The mold release agent is an additive that facilitates separation of the prepared material from the mold. The release agent should have good heat resistance and be not easily decomposed, and includes, but is not limited to, silicon series, wax series, surfactant series, polyether series, and the like. Mold release agents suitable for the present invention are natural waxes, synthetic waxes, and the like, for example selected from montan waxes, fatty acid ester waxes, fatty acid waxes, aliphatic ester waxes, polyethylene waxes, polypropylene waxes, alkyl oligomer waxes, amide waxes, and combinations thereof, for example polyethylene waxes. The release agent is present in an amount of about 0.01 to 5 weight percent, preferably about 0.1 to 2 weight percent, such as about 0.75 weight percent, 0.5 weight percent, based on the total weight of the epoxy resin composition.

Preparation method

The invention also relates to a method for preparing the epoxy resin composition, which comprises the following steps:

(1) Each component is weighed and mixed to obtain a pre-mixed powder,

(2) The premixed powders are heat mixed and extruded to obtain a product,

wherein the heating temperature in the step (2) is 70-100 ℃.

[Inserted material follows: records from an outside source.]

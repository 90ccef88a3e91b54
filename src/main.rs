mod domain;
mod error;
mod infrastructure;
mod presentation;

use domain::settings::SettingsService;
use eframe::egui;
use presentation::app::TrainRemoteApp;

fn main() -> eframe::Result {
    let settings = SettingsService::new().unwrap_or_else(|e| {
        eprintln!("No config directory ({}), using ./settings.json", e);
        SettingsService::from_path("settings.json".into())
    });

    let logging_guard = infrastructure::logging::init_logger(&settings.get().log_settings)
        .map_err(|e| eprintln!("Failed to initialize logging: {}", e))
        .ok();

    tracing::info!("Starting Oignies SNCV remote");

    let options = eframe::NativeOptions {
        viewport: egui::ViewportBuilder::default()
            .with_inner_size([480.0, 760.0])
            .with_min_inner_size([360.0, 480.0])
            .with_title("Oignies SNCV"),
        ..Default::default()
    };

    eframe::run_native(
        "Oignies SNCV",
        options,
        Box::new(move |cc| {
            let app = TrainRemoteApp::new(cc, settings, logging_guard)?;
            Ok(Box::new(app))
        }),
    )
}
use crate::domain::color::Rgb;
use crate::domain::models::{Direction, LightMode, RemoteCommand, MAX_PERCENT};
use crate::presentation::app::TrainRemoteApp;
use crate::presentation::components::Components;
use crate::presentation::inputs::Control;
use eframe::egui;

pub fn render(app: &mut TrainRemoteApp, ui: &mut egui::Ui) {
    let device_name = app
        .session
        .device
        .as_ref()
        .map(|d| d.name.clone())
        .unwrap_or_else(|| "Oignies SNCV".to_string());
    Components::heading(ui, &device_name);
    ui.add_space(15.0);

    if let Some(msg) = app.status_message.clone() {
        if Components::status_message(ui, &msg.message, msg.severity) {
            app.status_message = None;
        }
        ui.add_space(15.0);
    }

    ui_lighting_panel(app, ui);
    ui.add_space(15.0);

    ui_door_panel(app, ui);
    ui.add_space(15.0);

    ui_train_panel(app, ui);
    ui.add_space(25.0);

    if ui.button("⏏ Déconnecter").clicked() {
        app.send(RemoteCommand::Disconnect);
    }
}

/// What the lights look like right now, for the preview swatch.
fn preview_color(app: &TrainRemoteApp) -> (egui::Color32, &'static str) {
    let mode = app.train.light_mode;
    match mode {
        LightMode::Manual => {
            let [r, g, b] = Rgb::from(app.inputs.color).to_array();
            let alpha = (u16::from(app.train.brightness) * 255 / u16::from(MAX_PERCENT)) as u8;
            (egui::Color32::from_rgba_unmultiplied(r, g, b, alpha), mode.label())
        }
        LightMode::Auto => {
            let phase = LightMode::auto_phase(app.started.elapsed());
            (ambiance(phase, 1.0), phase.label())
        }
        _ => (ambiance(mode, 0.9), mode.label()),
    }
}

fn ambiance(mode: LightMode, opacity: f32) -> egui::Color32 {
    let [r, g, b] = mode
        .ambiance_color()
        .unwrap_or(crate::domain::models::DEFAULT_LIGHT_COLOR)
        .to_array();
    egui::Color32::from_rgba_unmultiplied(r, g, b, (opacity * 255.0) as u8)
}

fn ui_lighting_panel(app: &mut TrainRemoteApp, ui: &mut egui::Ui) {
    let pointer_down = ui.input(|i| i.pointer.any_down());
    Components::card(ui, "💡 Éclairage", |ui| {
        let (color, caption) = preview_color(app);
        Components::swatch(ui, color, caption);
        ui.add_space(8.0);

        let current = app.train.light_mode;
        ui.horizontal_wrapped(|ui| {
            for mode in LightMode::ALL {
                if ui.selectable_label(current == mode, mode.label()).clicked() && current != mode {
                    app.send(RemoteCommand::SetLightMode(mode));
                }
            }
        });

        if current == LightMode::Manual {
            ui.add_space(8.0);
            ui.horizontal(|ui| {
                ui.label("Couleur");
                let response = ui.color_edit_button_srgb(&mut app.inputs.color);
                app.inputs
                    .track(Control::Color, response.changed(), pointer_down, &app.train);
                if response.changed() {
                    let hex = Rgb::from(app.inputs.color).to_hex();
                    app.send(RemoteCommand::SetLightColor(hex));
                }
                ui.monospace(&app.train.light_color);
            });
            ui.horizontal(|ui| {
                ui.label("Intensité");
                let slider = egui::Slider::new(&mut app.inputs.brightness, 0..=MAX_PERCENT)
                    .suffix(" %");
                let response = ui.add(slider);
                app.inputs.track(
                    Control::Brightness,
                    response.changed(),
                    pointer_down,
                    &app.train,
                );
                if response.changed() {
                    app.send(RemoteCommand::SetBrightness(app.inputs.brightness));
                }
            });
        }
    });
}

fn ui_door_panel(app: &mut TrainRemoteApp, ui: &mut egui::Ui) {
    Components::card(ui, "🚪 Porte des WC", |ui| {
        let (state, action) = if app.train.wc_door_open {
            ("Ouverte", "Fermer")
        } else {
            ("Fermée", "Ouvrir")
        };
        ui.horizontal(|ui| {
            ui.label(format!("État : {}", state));
            ui.with_layout(egui::Layout::right_to_left(egui::Align::Center), |ui| {
                if ui.button(action).clicked() {
                    app.send(RemoteCommand::ToggleWcDoor);
                }
            });
        });
    });
}

fn ui_train_panel(app: &mut TrainRemoteApp, ui: &mut egui::Ui) {
    let pointer_down = ui.input(|i| i.pointer.any_down());
    Components::card(ui, "🚋 Tram", |ui| {
        ui.horizontal(|ui| {
            ui.label("Vitesse");
            let slider = egui::Slider::new(&mut app.inputs.speed, 0..=MAX_PERCENT).suffix(" %");
            let response = ui.add(slider);
            app.inputs
                .track(Control::Speed, response.changed(), pointer_down, &app.train);
            if response.changed() {
                app.send(RemoteCommand::SetSpeed(app.inputs.speed));
            }
        });

        ui.add_space(8.0);
        let direction = app.train.direction;
        ui.horizontal(|ui| {
            if ui
                .selectable_label(direction == Direction::Reverse, "◀ Arrière")
                .clicked()
                && direction != Direction::Reverse
            {
                app.send(RemoteCommand::SetDirection(Direction::Reverse));
            }
            if ui
                .selectable_label(direction == Direction::Forward, "Avant ▶")
                .clicked()
                && direction != Direction::Forward
            {
                app.send(RemoteCommand::SetDirection(Direction::Forward));
            }
        });

        ui.add_space(8.0);
        let stop = egui::Button::new(egui::RichText::new("⏹ Arrêt").strong())
            .fill(egui::Color32::from_rgb(200, 50, 50))
            .min_size(egui::vec2(ui.available_width(), 40.0));
        if ui.add(stop).clicked() {
            app.inputs.speed = 0;
            app.send(RemoteCommand::SetSpeed(0));
        }
    });
}
use crate::domain::settings::LogSettings;
use std::str::FromStr;
use tracing_appender::non_blocking::WorkerGuard;
use tracing_appender::rolling::Rotation;
use tracing_subscriber::{fmt, prelude::*, EnvFilter};

/// Keeps the file writer alive; logs are flushed when it drops.
pub struct LoggingGuard {
    _guards: Vec<WorkerGuard>,
}

/// `RUST_LOG` wins over the configured level.
fn level_filter(settings: &LogSettings) -> EnvFilter {
    EnvFilter::try_from_default_env()
        .or_else(|_| EnvFilter::from_str(&settings.level))
        .unwrap_or_else(|_| EnvFilter::new("info"))
}

fn rotation(name: &str) -> Rotation {
    match name.to_lowercase().as_str() {
        "hourly" => Rotation::HOURLY,
        "minutely" => Rotation::MINUTELY,
        "never" => Rotation::NEVER,
        _ => Rotation::DAILY,
    }
}

pub fn init_logger(settings: &LogSettings) -> anyhow::Result<LoggingGuard> {
    let mut guards = Vec::new();

    let console_layer = settings.console_logging_enabled.then(|| {
        fmt::layer()
            .with_writer(std::io::stdout)
            .with_file(settings.show_file_line)
            .with_line_number(settings.show_file_line)
            .with_thread_names(true)
            .with_target(settings.show_target)
            .with_ansi(settings.ansi_colors)
    });

    let file_layer = if settings.file_logging_enabled {
        let file_appender = tracing_appender::rolling::RollingFileAppender::new(
            rotation(&settings.rotation),
            &settings.log_dir,
            &settings.file_name_prefix,
        );
        let (non_blocking, guard) = tracing_appender::non_blocking(file_appender);
        guards.push(guard);
        Some(
            fmt::layer()
                .with_writer(non_blocking)
                .with_ansi(false)
                .with_file(settings.show_file_line)
                .with_line_number(settings.show_file_line)
                .with_thread_names(true)
                .with_target(settings.show_target),
        )
    } else {
        None
    };

    tracing_subscriber::registry()
        .with(level_filter(settings))
        .with(console_layer)
        .with(file_layer)
        .try_init()?;

    tracing::info!(
        "Logging initialized (level {}, file logging {})",
        settings.level,
        settings.file_logging_enabled
    );

    Ok(LoggingGuard { _guards: guards })
}

#[cfg(test)]
mod tests {
    use super::*;

    #[test]
    fn test_rotation_names() {
        assert_eq!(rotation("Hourly"), Rotation::HOURLY);
        assert_eq!(rotation("never"), Rotation::NEVER);
        assert_eq!(rotation("weekly"), Rotation::DAILY);
    }
}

The mixing time in step (1) is required to allow the components to be uniformly mixed. In one embodiment, the time of mixing in step (1) is about 15 to 25 minutes, for example about 20 minutes. For the same reasons, the speed of mixing is generally about 1500-3000r/min, for example about 2000r/min. In one example, a mixer, such as a high speed mixer, is used for mixing.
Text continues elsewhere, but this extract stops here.